Thank you so much for tour contribution. I think your comment is right. My travel schedule will allow verification only next week.
In the meantime, I think (due to my miserable VBA background -sorry) I will need further clarification for:
*How the *.Value *in your proposal is replacing* array(1,2,3,4)*?*

Rgds,


----------



## Peter_SSs (Dec 12, 2022)

mookyon said:


> My travel schedule will allow verification only next week.
> In the meantime, I think (due to my miserable VBA background -sorry) I will need further clarification for:
> *How the *.Value *in your proposal is replacing* array(1,2,3,4)*?*


Let's wait & see if it works before we worry about such clarification.


----------



## mookyon (Dec 16, 2022)

Hi again,

Background:
I intend to replace the following lines (by a single line in order to gain performance):
'            varTests(t, 2) = Application.Index(wrkshtMAIN.Range("rgn?RunScore"), 1, 1)
'            varTests(t, 3) = Application.Index(wrkshtMAIN.Range("rgn?RunScore"), 2, 1)
'            varTests(t, 4) = Application.Index(wrkshtMAIN.Range("rgn?RunScore"), 3, 1)
'            varTests(t, 5) = Application.Index(wrkshtMAIN.Range("rgn?RunScore"), 4, 1)

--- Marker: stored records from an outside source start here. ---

//! StaffSync secrets management
//!
//! Unified interface for secret material loaded at startup. The token signing
//! secret is never hardcoded; services resolve it through a provider:
//! - Environment variables (default)
//! - File-per-secret directory (Docker/Kubernetes secret mounts)

use async_trait::async_trait;
use std::path::PathBuf;
use std::sync::Arc;
use thiserror::Error;
use tracing::info;

#[derive(Error, Debug)]
pub enum SecretsError {
    #[error("Secret not found: {0}")]
    NotFound(String),
    #[error("Invalid key format: {0}")]
    InvalidKey(String),
    #[error("Provider error: {0}")]
    ProviderError(String),
    #[error("IO error: {0}")]
    IoError(#[from] std::io::Error),
}

/// Configuration for secrets providers
#[derive(Debug, Clone)]
pub struct SecretsConfig {
    pub provider: String,
    pub data_dir: PathBuf,
}

impl Default for SecretsConfig {
    fn default() -> Self {
        Self {
            provider: "env".to_string(),
            data_dir: PathBuf::from("/run/secrets"),
        }
    }
}

/// Secrets provider trait
#[async_trait]
pub trait Provider: Send + Sync {
    /// Get a secret by key
    async fn get(&self, key: &str) -> Result<String, SecretsError>;

    /// Provider name
    fn name(&self) -> &str;
}

/// Reads secrets from environment variables. Keys are used verbatim.
pub struct EnvProvider;

#[async_trait]
impl Provider for EnvProvider {
    async fn get(&self, key: &str) -> Result<String, SecretsError> {
        std::env::var(key).map_err(|_| SecretsError::NotFound(key.to_string()))
    }

    fn name(&self) -> &str {
        "env"
    }
}

/// Reads secrets from one-file-per-key under a directory, the layout used by
/// Docker secrets and Kubernetes secret volume mounts. Trailing whitespace is
/// trimmed since mounted files usually end with a newline.
pub struct FileProvider {
    data_dir: PathBuf,
}

impl FileProvider {
    pub fn new(data_dir: impl Into<PathBuf>) -> Self {
        Self { data_dir: data_dir.into() }
    }
}

#[async_trait]
impl Provider for FileProvider {
    async fn get(&self, key: &str) -> Result<String, SecretsError> {
        if key.contains('/') || key.contains("..") {
            return Err(SecretsError::InvalidKey(key.to_string()));
        }
        let path = self.data_dir.join(key);
        match tokio::fs::read_to_string(&path).await {
            Ok(contents) => Ok(contents.trim_end().to_string()),
            Err(e) if e.kind() == std::io::ErrorKind::NotFound => {
                Err(SecretsError::NotFound(key.to_string()))
            }
            Err(e) => Err(e.into()),
        }
    }

    fn name(&self) -> &str {
        "file"
    }
}

/// Create a provider based on configuration
pub fn create_provider(config: &SecretsConfig) -> Result<Arc<dyn Provider>, SecretsError> {
    match config.provider.as_str() {
        "env" => {
            info!("Using environment variable secrets provider");
            Ok(Arc::new(EnvProvider))
        }
        "file" => {
            info!("Using file secrets provider at {}", config.data_dir.display());
            Ok(Arc::new(FileProvider::new(config.data_dir.clone())))
        }
        other => Err(SecretsError::ProviderError(format!("Unknown provider: {other}"))),
    }
}

#[cfg(test)]
mod tests {
    use super::*;

    #[tokio::test]
    async fn env_provider_reads_variables() {
        std::env::set_var("SS_TEST_SECRET", "sekrit");
        let provider = EnvProvider;
        assert_eq!(provider.get("SS_TEST_SECRET").await.unwrap(), "sekrit");
        assert!(matches!(
            provider.get("SS_TEST_MISSING").await,
            Err(SecretsError::NotFound(_))
        ));
    }

    #[tokio::test]
    async fn file_provider_trims_trailing_newline() {
        let dir = tempfile::tempdir().unwrap();
        std::fs::write(dir.path().join("jwt_secret"), "topsecret\n").unwrap();

        let provider = FileProvider::new(dir.path());
        assert_eq!(provider.get("jwt_secret").await.unwrap(), "topsecret");
    }

    #[tokio::test]
    async fn file_provider_rejects_path_traversal() {
        let provider = FileProvider::new("/run/secrets");
        assert!(matches!(
            provider.get("../etc/passwd").await,
            Err(SecretsError::InvalidKey(_))
        ));
    }
}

I used the following suggested single code line:
varTests(t, 2).Resize(, 4).Value = Application.Transpose(wrkshtMAIN.Range("rgn?RunScore").Value)
and received an "*Object Required*" error (424).

varTests() is defined as Variant, and later Redim-ed as two dimensional (1 to rows, 1 to columns).

Can you suggest how to rectify error 424?

Thank you!


----------



## mookyon (Dec 8, 2022)

Hi Everybody,



1) I am trying to reduce the number of functions calls in a loop (from 4 to one);

2) If possible, I also wish to find an alternative to “Application.Index” calls. Please advise.

Please look at the following --
(In short: we are transposing a vertical worksheet region into a four-consecutive-columns in a certain row of a VBA two-dimentional variant array)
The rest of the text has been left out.